His head pivoted towards me in surprise, "What do you want to know that for?"

"I need to know," I said. Silverback tried to take advantage of Epic’s distraction, bringing both down his arms like paired wrecking balls. Epic blocked the attack with his forearms, but was driven back a step. Silverback tried to replicate the move, but Epic was faster than I ever accounted for, lashing out with a savage jab that collided with a dull thud across the gorilla’s prominent jaw, following with a cross that drove both of them a foot deeper into the crater.
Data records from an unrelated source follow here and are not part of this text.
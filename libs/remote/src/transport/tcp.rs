//! Cleartext TCP Connector

use super::{Connection, Connector};
use crate::config::RemoteConfig;
use crate::protocol::DEFAULT_MAX_FRAME_SIZE;
use crate::{RemoteError, Result};
use async_trait::async_trait;
use std::time::Duration;
use tokio::net::TcpStream;
use tracing::{debug, warn};

/// Dials `host:port` over plain TCP
#[derive(Debug, Clone)]
pub struct TcpConnector {
    connect_timeout: Duration,
    write_timeout: Option<Duration>,
    max_frame_size: usize,
}

impl TcpConnector {
    pub fn new(connect_timeout: Duration) -> Self {
        Self {
            connect_timeout,
            write_timeout: None,
            max_frame_size: DEFAULT_MAX_FRAME_SIZE,
        }
    }

    pub fn from_config(config: &RemoteConfig) -> Self {
        Self {
            connect_timeout: config.client.connect_timeout(),
            write_timeout: config.client.write_byte_timeout(),
            max_frame_size: config.max_frame_size,
        }
    }

    pub fn with_write_timeout(mut self, timeout: Option<Duration>) -> Self {
        self.write_timeout = timeout;
        self
    }

    pub fn with_max_frame_size(mut self, max_frame_size: usize) -> Self {
        self.max_frame_size = max_frame_size;
        self
    }
}

impl Default for TcpConnector {
    fn default() -> Self {
        Self::from_config(&RemoteConfig::default())
    }
}

/// Frame an accepted or dialed TCP stream
pub fn tcp_connection(stream: TcpStream, peer: impl Into<String>, max_frame_size: usize) -> Connection {
    if let Err(e) = stream.set_nodelay(true) {
        warn!(error = %e, "Failed to set TCP_NODELAY");
    }
    let (read, write) = stream.into_split();
    Connection::from_halves(read, write, peer, max_frame_size)
}

#[async_trait]
impl Connector for TcpConnector {
    async fn connect(&self, address: &str) -> Result<Connection> {
        debug!(address = %address, "Dialing endpoint");

        let stream = tokio::time::timeout(self.connect_timeout, TcpStream::connect(address))
            .await
            .map_err(|_| RemoteError::timeout("TCP connect", self.connect_timeout.as_millis() as u64))?
            .map_err(|e| RemoteError::connect_with_source(address, "TCP connect failed", e))?;

        Ok(tcp_connection(stream, address, self.max_frame_size).with_write_timeout(self.write_timeout))
    }
}
impl EndpointManager {
    pub fn new(system: SystemHandle, config: Arc<RemoteConfig>, connector: Arc<dyn Connector>) -> Self {
        let backoff = config.backoff_policy();
        Self {
            system,
            config,
            connector,
            backoff,
            endpoints: Arc::new(DashMap::new()),
            channels: Mutex::new(None),
            task: Mutex::new(None),
            stopped: AtomicBool::new(false),
        }
    }

    pub fn with_backoff(mut self, backoff: Arc<dyn BackoffPolicy>) -> Self {
        self.backoff = backoff;
        self
    }

    /// Start the dispatch task. Calling it again is a no-op.
    pub fn start(&self) -> Result<()> {
        if self.stopped.load(Ordering::SeqCst) {
            return Err(RemoteError::Stopped);
        }
        let mut channels = self.channels.lock();
        if channels.is_some() {
            return Ok(());
        }

        let (deliveries, delivery_rx) = mpsc::channel(self.config.endpoint_manager_queue_size.max(1));
        let (commands, command_rx) = mpsc::unbounded_channel();
        let events = self.system.event_stream().subscribe();

        let dispatcher = Dispatcher {
            system: self.system.clone(),
            config: self.config.clone(),
            connector: self.connector.clone(),
            backoff: self.backoff.clone(),
            endpoints: self.endpoints.clone(),
            commands: commands.clone(),
            next_generation: 0,
            send_failures: HashMap::new(),
        };
        *self.task.lock() = Some(tokio::spawn(dispatcher.run(delivery_rx, command_rx, events)));
        *channels = Some(Channels { deliveries, commands });

        info!("Started endpoint manager");
        Ok(())
    }

    /// Queue a delivery for its target's endpoint. Never fails: a request
    /// that cannot be queued is dead-lettered.
    pub fn remote_deliver(&self, request: DeliverRequest) {
        let sender = self.channels.lock().as_ref().map(|c| c.deliveries.clone());
        let Some(sender) = sender else {
            debug!(target_pid = %request.target, "Endpoint manager not running");
            self.system.registry().dead_letter(request);
            return;
        };

        match sender.try_send(request) {
            Ok(()) => {}
            Err(mpsc::error::TrySendError::Full(request)) => {
                warn!(target_pid = %request.target, "Endpoint manager queue full, dropping to dead letters");
                self.system.registry().dead_letter(request);
            }
            Err(mpsc::error::TrySendError::Closed(request)) => {
                self.system.registry().dead_letter(request);
            }
        }
    }

    /// Fail the writer for `address` so it is replaced by a fresh instance
    pub fn restart_endpoint(&self, address: impl Into<String>, reason: impl Into<String>) {
        if let Some(channels) = self.channels.lock().as_ref() {
            let _ = channels.commands.send(ManagerCommand::Restart {
                address: address.into(),
                reason: reason.into(),
            });
        }
    }

    /// Addresses with a live writer
    pub fn endpoints(&self) -> Vec<String> {
        let mut addresses: Vec<String> = self.endpoints.iter().map(|e| e.key().clone()).collect();
        addresses.sort();
        addresses
    }

    pub fn is_running(&self) -> bool {
        self.channels.lock().is_some()
    }

    /// Stop every writer and the dispatch task. Idempotent.
    pub async fn stop(&self) {
        self.stopped.store(true, Ordering::SeqCst);
        let channels = self.channels.lock().take();
        let Some(channels) = channels else {
            return;
        };

        info!("Stopping endpoint manager");
        let (done, done_rx) = oneshot::channel();
        if channels.commands.send(ManagerCommand::Stop { done }).is_ok() {
            let _ = done_rx.await;
        }

        let task = self.task.lock().take();
        if let Some(task) = task {
            if let Err(e) = task.await {
                error!(error = %e, "Endpoint manager task failed");
            }
        }
        info!("Stopped endpoint manager");
    }
}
"About 350, I guess," Epic said.

I'd picked the hero and thrown him around before, so I had a good gauge of his weight. Most of us big guys were heavy – in the case of Epic excessively so – but none of us were more than a ton or so. Even the really big guys like Silverback or Primal. I doubted the gorilla weighed more than a few thousand pounds. Yet Blackjack 2.0 felt like he weighed twenty times that. That could only mean one thing: Blackjack 2.0 was a suit.

"Tricky, tricky, Haha," I said, knowing his cameras were around, watching and recording everything. "You cheat like you always have. You can't just play it straight with me can you?"

One of the floating drones moved toward the edge of my vision - it was the one with the video display of the rabbit head - but I stared straight at Blackjack 2.0.

"Bad form, Dale," he said in his psychotic game show host voice. "Giving away secrets like that. You keep them inside, make your play; you don't rub them in the face of your opponent."

Through the particulate haze, I saw a shadow emerge, my duplicate, shedding remnants of rubble both mountainous and synthetic. He came slowly at first then charged at me, the pebbles and dust billowing from him as blue-white fire blazed from his boots. Haha’s version of my Asskickers was much more precise, the thrust more controlled. The angle was flawless, and Blackjack 2.0 swiveled in flight, intent on ending the fight in one shot.